Dataset excerpts:
════════════════════

use std::fmt;
use std::str::FromStr;

use crate::components::{ConfigError, StateVector};
use crate::resources::config::{IntegrationMethod, RunParameters, ScenarioMode};

/// Preset study cases, each expanding to one or more labelled run parameter sets.
#[derive(Debug, Clone, Copy, PartialEq)]
pub enum Scenario {
    /// Free aircraft after a 1° angle of attack disturbance, Euler, 15 s.
    FreeFlightEuler,
    /// As [`Scenario::FreeFlightEuler`] with RK4.
    FreeFlightRk4,
    /// Controlled flight from trim with the given step size.
    StepSize(f64),
    /// Controlled flight at reduced, nominal and increased speed gain.
    GainComparison,
    /// Controlled flight with the airspeed sensor failing at 20 s.
    SensorFailure,
    /// Response to a fixed −2° elevator deflection, 15 s.
    ElevatorStep,
}

pub const GAIN_FACTORS: [(&str, f64); 3] = [("reduced", 0.5), ("nominal", 1.0), ("increased", 2.0)];

impl Scenario {
    pub fn all() -> Vec<Scenario> {
        vec![
            Scenario::FreeFlightEuler,
            Scenario::FreeFlightRk4,
            Scenario::StepSize(0.01),
            Scenario::StepSize(0.001),
            Scenario::StepSize(0.5),
            Scenario::GainComparison,
            Scenario::SensorFailure,
            Scenario::ElevatorStep,
        ]
    }

    /// Labelled run parameters making up this scenario.
    pub fn runs(&self) -> Vec<(String, RunParameters)> {
        let controlled = RunParameters::default()
            .with_mode(ScenarioMode::Controlled)
            .with_method(IntegrationMethod::Rk4)
            .with_initial_state(StateVector::default());

        match *self {
            Scenario::FreeFlightEuler => vec![(
                "free flight (Euler, dt=0.01s)".to_string(),
                RunParameters::default()
                    .with_method(IntegrationMethod::Euler)
                    .with_t_end(15.0),
            )],
            Scenario::FreeFlightRk4 => vec![(
                "free flight (RK4, dt=0.01s)".to_string(),
                RunParameters::default()
                    .with_method(IntegrationMethod::Rk4)
                    .with_t_end(15.0),
            )],
            Scenario::StepSize(dt) => vec![(
                format!("step size dt={}s", dt),
                controlled.with_dt(dt),
            )],
            Scenario::GainComparison => GAIN_FACTORS
                .iter()
                .map(|(name, factor)| {
                    (
                        format!("{} (k_v factor={})", name, factor),
                        controlled.clone().with_gain_factor(*factor),
                    )
                })
                .collect(),
            Scenario::SensorFailure => vec![(
                "speed sensor failure at 20s".to_string(),
                controlled.with_failure_at(20.0),
            )],
            Scenario::ElevatorStep => vec![(
                "elevator step -2 deg".to_string(),
                RunParameters::default()
                    .with_mode(ScenarioMode::SpecialRv)
                    .with_initial_state(StateVector::default())
                    .with_t_end(15.0),
            )],
        }
    }
}

impl fmt::Display for Scenario {
    fn fmt(&self, f: &mut fmt::Formatter<'_>) -> fmt::Result {
        match self {
            Scenario::FreeFlightEuler => write!(f, "free-flight-euler"),
            Scenario::FreeFlightRk4 => write!(f, "free-flight-rk4"),
            Scenario::StepSize(dt) => write!(f, "step-size:{}", dt),
            Scenario::GainComparison => write!(f, "gain-comparison"),
            Scenario::SensorFailure => write!(f, "sensor-failure"),
            Scenario::ElevatorStep => write!(f, "elevator-step"),
        }
    }
}

impl FromStr for Scenario {
    type Err = ConfigError;

    fn from_str(s: &str) -> Result<Self, Self::Err> {
        if let Some(dt) = s.strip_prefix("step-size:") {
            let dt: f64 = dt.parse().map_err(|_| {
                ConfigError::ValidationError(format!("invalid step size '{}'", dt))
            })?;
            if !(dt.is_finite() && dt > 0.0) {
                return Err(ConfigError::ValidationError(format!(
                    "step size must be positive, got {}",
                    dt
                )));
            }
            return Ok(Scenario::StepSize(dt));
        }
        match s {
            "free-flight-euler" => Ok(Scenario::FreeFlightEuler),
            "free-flight-rk4" => Ok(Scenario::FreeFlightRk4),
            "gain-comparison" => Ok(Scenario::GainComparison),
            "sensor-failure" => Ok(Scenario::SensorFailure),
            "elevator-step" => Ok(Scenario::ElevatorStep),
            other => Err(ConfigError::ValidationError(format!(
                "unknown scenario '{}'",
                other
            ))),
        }
    }
}
use std::f64::consts::PI;

/// Convert degrees to radians
#[inline]
pub fn deg_to_rad(deg: f64) -> f64 {
    deg * PI / 180.0
}

/// Convert radians to degrees
#[inline]
pub fn rad_to_deg(rad: f64) -> f64 {
    rad * 180.0 / PI
}

/// Rate of change of altitude for a given airspeed, pitch angle and angle of attack.
///
/// Uses the exact kinematic relation `V sin(θ - α)` rather than the small angle form.
#[inline]
pub fn climb_rate(airspeed: f64, theta: f64, alpha: f64) -> f64 {
    airspeed * (theta - alpha).sin()
}

/// Number of samples on the grid `0, dt, 2dt, ...` strictly below `t_end`.
pub fn grid_len(t_end: f64, dt: f64) -> usize {
    if !dt.is_finite() || !t_end.is_finite() || dt <= 0.0 || t_end <= 0.0 {
        return 0;
    }
    // Guard against representation error, e.g. 15.0 / 0.01 = 1500.0000000000002
    ((t_end / dt) - 1e-9).ceil().max(0.0) as usize
}

#[cfg(test)]
mod tests {
    use super::*;
    use approx::assert_relative_eq;

    #[test]
    fn test_angle_conversion() {
        assert_relative_eq!(deg_to_rad(180.0), PI);
        assert_relative_eq!(rad_to_deg(deg_to_rad(-2.0)), -2.0, epsilon = 1e-12);
    }

    #[test]
    fn test_climb_rate_level_flight() {
        assert_eq!(climb_rate(190.0, 0.0, 0.0), 0.0);
        assert!(climb_rate(190.0, 0.1, 0.0) > 0.0);
    }

    #[test]
    fn test_grid_len() {
        assert_eq!(grid_len(100.0, 0.01), 10_000);
        assert_eq!(grid_len(15.0, 0.01), 1_500);
        assert_eq!(grid_len(100.0, 0.5), 200);
        assert_eq!(grid_len(1.05, 0.1), 11);
        assert_eq!(grid_len(0.0, 0.1), 0);
        assert_eq!(grid_len(1.0, -0.1), 0);
    }
}
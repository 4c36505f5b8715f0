use serde::{Deserialize, Serialize};
use std::path::Path;

use crate::components::{ConfigError, StateVector};
use crate::resources::config::ControllerGains;
use crate::utils::grid_len;

/// Fixed-step explicit integration scheme.
#[derive(Debug, Clone, Copy, Default, PartialEq, Eq, Hash, Serialize, Deserialize)]
#[serde(rename_all = "snake_case")]
pub enum IntegrationMethod {
    Euler,
    #[default]
    Rk4,
}

/// Forcing applied to the aircraft for the whole run.
#[derive(Debug, Clone, Copy, Default, PartialEq, Eq, Hash, Serialize, Deserialize)]
#[serde(rename_all = "snake_case")]
pub enum ScenarioMode {
    /// No elevator or throttle input.
    #[default]
    FreeFlight,
    /// Altitude hold on the elevator and speed hold on the throttle.
    Controlled,
    /// Fixed elevator deflection with the speed held at trim.
    SpecialRv,
}

/// Everything a single simulation run needs besides the aircraft model.
#[derive(Debug, Clone, PartialEq, Serialize, Deserialize)]
#[serde(default)]
pub struct RunParameters {
    /// Integration step (s).
    pub dt: f64,
    pub method: IntegrationMethod,
    pub mode: ScenarioMode,
    /// Simulated duration (s).
    #[serde(alias = "T_end")]
    pub t_end: f64,
    /// Initial state `[ΔV, α, ω_z, θ, ΔH]`.
    pub y0: StateVector,
    /// Multiplier on the proportional speed gain.
    pub gain_factor: f64,
    /// Freeze the airspeed sensor from `failure_time` onwards.
    pub failure: bool,
    pub failure_time: f64,
    pub gains: ControllerGains,
    /// Elevator deflection held in `special_rv` mode (deg).
    pub elevator_step_deg: f64,
}

impl Default for RunParameters {
    fn default() -> Self {
        Self {
            dt: 0.01,
            method: IntegrationMethod::Rk4,
            mode: ScenarioMode::FreeFlight,
            t_end: 100.0,
            y0: StateVector::alpha_perturbation(1.0),
            gain_factor: 1.0,
            failure: false,
            failure_time: 20.0,
            gains: ControllerGains::default(),
            elevator_step_deg: -2.0,
        }
    }
}

impl RunParameters {
    pub fn with_mode(mut self, mode: ScenarioMode) -> Self {
        self.mode = mode;
        self
    }

    pub fn with_method(mut self, method: IntegrationMethod) -> Self {
        self.method = method;
        self
    }

    pub fn with_dt(mut self, dt: f64) -> Self {
        self.dt = dt;
        self
    }

    pub fn with_t_end(mut self, t_end: f64) -> Self {
        self.t_end = t_end;
        self
    }

    pub fn with_initial_state(mut self, y0: StateVector) -> Self {
        self.y0 = y0;
        self
    }

    pub fn with_gain_factor(mut self, gain_factor: f64) -> Self {
        self.gain_factor = gain_factor;
        self
    }

    pub fn with_failure_at(mut self, failure_time: f64) -> Self {
        self.failure = true;
        self.failure_time = failure_time;
        self
    }

    /// Number of steps on the grid `0, dt, ...` below `t_end`.
    pub fn step_count(&self) -> usize {
        grid_len(self.t_end, self.dt)
    }

    /// Whether the airspeed sensor is failed at time `t`.
    pub fn sensor_failed(&self, t: f64) -> bool {
        self.failure && t >= self.failure_time
    }

    /// Proportional speed gain after applying the gain factor.
    pub fn effective_kv(&self) -> f64 {
        self.gains.kv * self.gain_factor
    }

    /// Rejects parameter sets that cannot describe a run.
    ///
    /// The engine itself does not call this; loading from a file does.
    pub fn validate(&self) -> Result<(), ConfigError> {
        if !(self.dt.is_finite() && self.dt > 0.0) {
            return Err(ConfigError::ValidationError(format!(
                "dt must be positive, got {}",
                self.dt
            )));
        }
        if !(self.t_end.is_finite() && self.t_end > 0.0) {
            return Err(ConfigError::ValidationError(format!(
                "t_end must be positive, got {}",
                self.t_end
            )));
        }
        if !self.y0.is_finite() {
            return Err(ConfigError::ValidationError(
                "y0 must be finite".to_string(),
            ));
        }
        if self.gains.t_dv <= 0.0 || self.gains.tv_dot <= 0.0 {
            return Err(ConfigError::ValidationError(
                "controller time constants must be positive".to_string(),
            ));
        }
        if self.gains.fv_limit < 0.0 {
            return Err(ConfigError::ValidationError(format!(
                "fv_limit must not be negative, got {}",
                self.gains.fv_limit
            )));
        }
        Ok(())
    }

    pub fn from_yaml(contents: &str) -> Result<Self, ConfigError> {
        let params: Self = serde_yaml::from_str(contents)?;
        params.validate()?;
        Ok(params)
    }

    pub fn from_json(contents: &str) -> Result<Self, ConfigError> {
        let params: Self = serde_json::from_str(contents)?;
        params.validate()?;
        Ok(params)
    }

    /// Loads parameters from a `.json` file, or YAML for any other extension.
    pub fn load<P: AsRef<Path>>(path: P) -> Result<Self, ConfigError> {
        let path = path.as_ref();
        let contents = std::fs::read_to_string(path)?;
        match path.extension().and_then(|ext| ext.to_str()) {
            Some("json") => Self::from_json(&contents),
            _ => Self::from_yaml(&contents),
        }
    }

    pub fn save<P: AsRef<Path>>(&self, path: P) -> Result<(), ConfigError> {
        let file = std::fs::File::create(path)?;
        serde_yaml::to_writer(file, self)?;
        Ok(())
    }
}
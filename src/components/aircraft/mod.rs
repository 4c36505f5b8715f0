pub mod coefficients;
pub mod config;
pub mod model;
pub mod state;

pub use coefficients::{CoefficientTag, DerivedCoefficients};
pub use config::{
    AeroCoefficients, AircraftConfig, AircraftSource, AircraftType, ConfigError,
    PhysicalConstants, PitchDampers, RawAircraftConfig,
};
pub use model::AircraftModel;
pub use state::{StateDerivative, StateVector};
use std::io::Write;

use approx::assert_relative_eq;
use pretty_assertions::assert_eq;
use tempfile::NamedTempFile;

use longsim::{
    components::{AircraftConfig, AircraftSource, CoefficientTag, ConfigError, PitchDampers},
    resources::{IntegrationMethod, RunParameters, Scenario, ScenarioMode},
    systems::{build_model, run_simulation},
};

mod common;
use common::{reference_model, REFERENCE_AIRCRAFT_YAML};

#[test]
fn test_aircraft_file_matches_preset() -> Result<(), Box<dyn std::error::Error>> {
    let mut file = NamedTempFile::new()?;
    file.write_all(REFERENCE_AIRCRAFT_YAML.as_bytes())?;

    let config = AircraftConfig::new(AircraftSource::File(file.path().to_path_buf()))?;
    assert_eq!(config.name, "FileTransport");

    let from_file = build_model(&config);
    let preset = reference_model();
    for (tag, value) in preset.coefficients().iter() {
        let loaded = from_file.coefficients().get(tag).unwrap();
        assert_relative_eq!(loaded, value, max_relative = 1e-12);
    }
    assert_relative_eq!(
        from_file.trim().elevator,
        preset.trim().elevator,
        epsilon = 1e-12
    );
    Ok(())
}

#[test]
fn test_missing_aircraft_file() {
    let result = AircraftConfig::new(AircraftSource::File("does/not/exist.yaml".into()));
    assert!(matches!(result, Err(ConfigError::FileError(_))));
}

#[test]
fn test_cg_shift_changes_only_offset_terms() {
    let nominal = reference_model();
    let aft = AircraftConfig::reference_transport().with_cg_fraction(0.30);
    let shifted = build_model(&aft);

    assert_eq!(nominal.coefficients().c17, 0.0);
    assert_eq!(nominal.coefficients().c18, 0.0);
    assert!(shifted.coefficients().c17 != 0.0);
    assert!(shifted.coefficients().c18 != 0.0);
    assert_eq!(shifted.coefficients().c1, nominal.coefficients().c1);
    assert_eq!(shifted.coefficients().c19, nominal.coefficients().c19);
    assert!(shifted.coefficients().get(CoefficientTag::C(12)).is_none());
}

#[test]
fn test_dampers_off_weakens_damping() {
    let config = AircraftConfig::reference_transport()
        .with_dampers(PitchDampers::disabled());
    let undamped = build_model(&config);
    assert_eq!(undamped.coefficients().c1, 0.0);
    assert_eq!(undamped.coefficients().c5, 0.0);

    let params = RunParameters::default().with_t_end(5.0);
    let damped_peak = run_simulation(&reference_model(), &params)
        .history
        .iter()
        .filter(|s| s.time > 2.0)
        .fold(0.0_f64, |m, s| m.max(s.alpha_deg.abs()));
    let undamped_peak = run_simulation(&undamped, &params)
        .history
        .iter()
        .filter(|s| s.time > 2.0)
        .fold(0.0_f64, |m, s| m.max(s.alpha_deg.abs()));
    assert!(undamped_peak > damped_peak);
}

#[test]
fn test_run_parameters_from_json_file() -> Result<(), Box<dyn std::error::Error>> {
    let mut file = tempfile::Builder::new().suffix(".json").tempfile()?;
    write!(
        file,
        r#"{{"method": "euler", "mode": "controlled", "dt": 0.001, "T_end": 2.0, "failure": true}}"#
    )?;

    let params = RunParameters::load(file.path())?;
    assert_eq!(params.method, IntegrationMethod::Euler);
    assert_eq!(params.mode, ScenarioMode::Controlled);
    assert_eq!(params.step_count(), 2000);
    assert!(params.sensor_failed(20.0));
    Ok(())
}

#[test]
fn test_invalid_run_file_rejected() -> Result<(), Box<dyn std::error::Error>> {
    let mut file = NamedTempFile::new()?;
    write!(file, "dt: 0.01\nt_end: 0\n")?;
    let err = RunParameters::load(file.path()).unwrap_err();
    assert!(matches!(err, ConfigError::ValidationError(_)));
    Ok(())
}

#[test]
fn test_every_scenario_expands() {
    let labels: Vec<String> = Scenario::all()
        .iter()
        .flat_map(Scenario::runs)
        .map(|(label, _)| label)
        .collect();
    assert_eq!(labels.len(), 10);

    let gain_runs = Scenario::GainComparison.runs();
    let factors: Vec<f64> = gain_runs.iter().map(|(_, p)| p.gain_factor).collect();
    assert_eq!(factors, vec![0.5, 1.0, 2.0]);
}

════════════════════

# Your assignment
Give again, exactly as written, the lines running from the first line of the data above through the line that contains "let controlled = RunParameters::default()".

# Your response
use std::fmt;
use std::str::FromStr;

use crate::components::{ConfigError, StateVector};
use crate::resources::config::{IntegrationMethod, RunParameters, ScenarioMode};

/// Preset study cases, each expanding to one or more labelled run parameter sets.
#[derive(Debug, Clone, Copy, PartialEq)]
pub enum Scenario {
    /// Free aircraft after a 1° angle of attack disturbance, Euler, 15 s.
    FreeFlightEuler,
    /// As [`Scenario::FreeFlightEuler`] with RK4.
    FreeFlightRk4,
    /// Controlled flight from trim with the given step size.
    StepSize(f64),
    /// Controlled flight at reduced, nominal and increased speed gain.
    GainComparison,
    /// Controlled flight with the airspeed sensor failing at 20 s.
    SensorFailure,
    /// Response to a fixed −2° elevator deflection, 15 s.
    ElevatorStep,
}

pub const GAIN_FACTORS: [(&str, f64); 3] = [("reduced", 0.5), ("nominal", 1.0), ("increased", 2.0)];

impl Scenario {
    pub fn all() -> Vec<Scenario> {
        vec![
            Scenario::FreeFlightEuler,
            Scenario::FreeFlightRk4,
            Scenario::StepSize(0.01),
            Scenario::StepSize(0.001),
            Scenario::StepSize(0.5),
            Scenario::GainComparison,
            Scenario::SensorFailure,
            Scenario::ElevatorStep,
        ]
    }

    /// Labelled run parameters making up this scenario.
    pub fn runs(&self) -> Vec<(String, RunParameters)> {
        let controlled = RunParameters::default()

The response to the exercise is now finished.